Wuthering Heights


1939 drama

Rating: 15/20

Plot: A doomed romance in the titular location.

"Laugh now, Heathcliff. There is no laughter in hell."

Despite being an English major, I was not familiar with this story at all and therefore did not realize how dark it would be. I also didn't realize that the main character was named after a cartoon cat, an odd move by whichever Bronte sister wrote this if you ask me. With a relentless score and breathlessly spoken, completely unnatural lines, this suffers a bit from being a movie from the 1930's, but it is unique for having such unlikable characters and for forcing them to be completely miserable for the duration of the movie. They're all haunted. Eventually, some of them are literally haunted by actual ghosts, but during the flashbacks, they're haunted by the ghosts of this idealized childhood romance.

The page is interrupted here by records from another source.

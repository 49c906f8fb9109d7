//! intent-grammar: sentence templates compiled into intent recognizers
//!
//! Templates grouped by intent are parsed, ordered by their rule and slot
//! dependencies, and compiled into weighted finite-state transducers. The
//! per-intent automata are merged into one recognizer whose output carries
//! intent and entity markers; decoding a matched path yields the intent, its
//! entities and their values.

mod error;
pub use error::{GrammarError, Result};

mod symbols;
pub use symbols::{Symbol, MARKER_PREFIX, SUBSTITUTION_SEPARATOR};

mod template;
pub use template::{parse_template, Reference, RuleName, Tag, Template};

mod ini;
pub use ini::{load_ini, parse_ini, Grammar};

mod slots;
pub use slots::{load_slots_dir, Slots};

mod deps;
pub use deps::{DependencyGraph, DependencyNode, NodeKind};

pub mod fst;
pub use fst::{Arc, Automaton, StateId};

mod store;
pub use store::{read_automaton, ArtifactStore, MERGED_FILE};

mod config;
pub use config::{load_word_set, Profile, RecognitionConfig, TrainingConfig, WordCasing};

mod compile;
pub use compile::{compile_grammars, merge_intents, CompiledGrammar, GrammarCompiler};

mod decode;
pub use decode::{decode_symbols, Entity, Intent, IntentName, MatchDiagnostics, Recognition};

mod traits;
pub use traits::Recognizer;

mod strict;
pub use strict::StrictRecognizer;

mod fuzzy;
pub use fuzzy::FuzzyRecognizer;

/// Labeled example generation
pub mod generate;
pub use generate::{Example, ExampleGenerator};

This might be an unpopular opinion, but I didn't think Laurence Olivier was very good at all in this. He spends the entire movie scowling, a word that is even used at one point by another character, and there's something so stiff about him. He doesn't have chemistry with Merle Oberon, and apparently, the actors hated each other when the camera was rolling. So the relationship at the heart of this thing lacks credibility. It's also hard to buy the ravings of the dying woman at the end of the movie, and there's some genuinely awful acting (I'm talking objectively awful here) as the characters are looking out of a window near the end of the film.

The film looks good, and I did like an incredibly awkward scene where a lady is rocking Mozart on a harpsichord.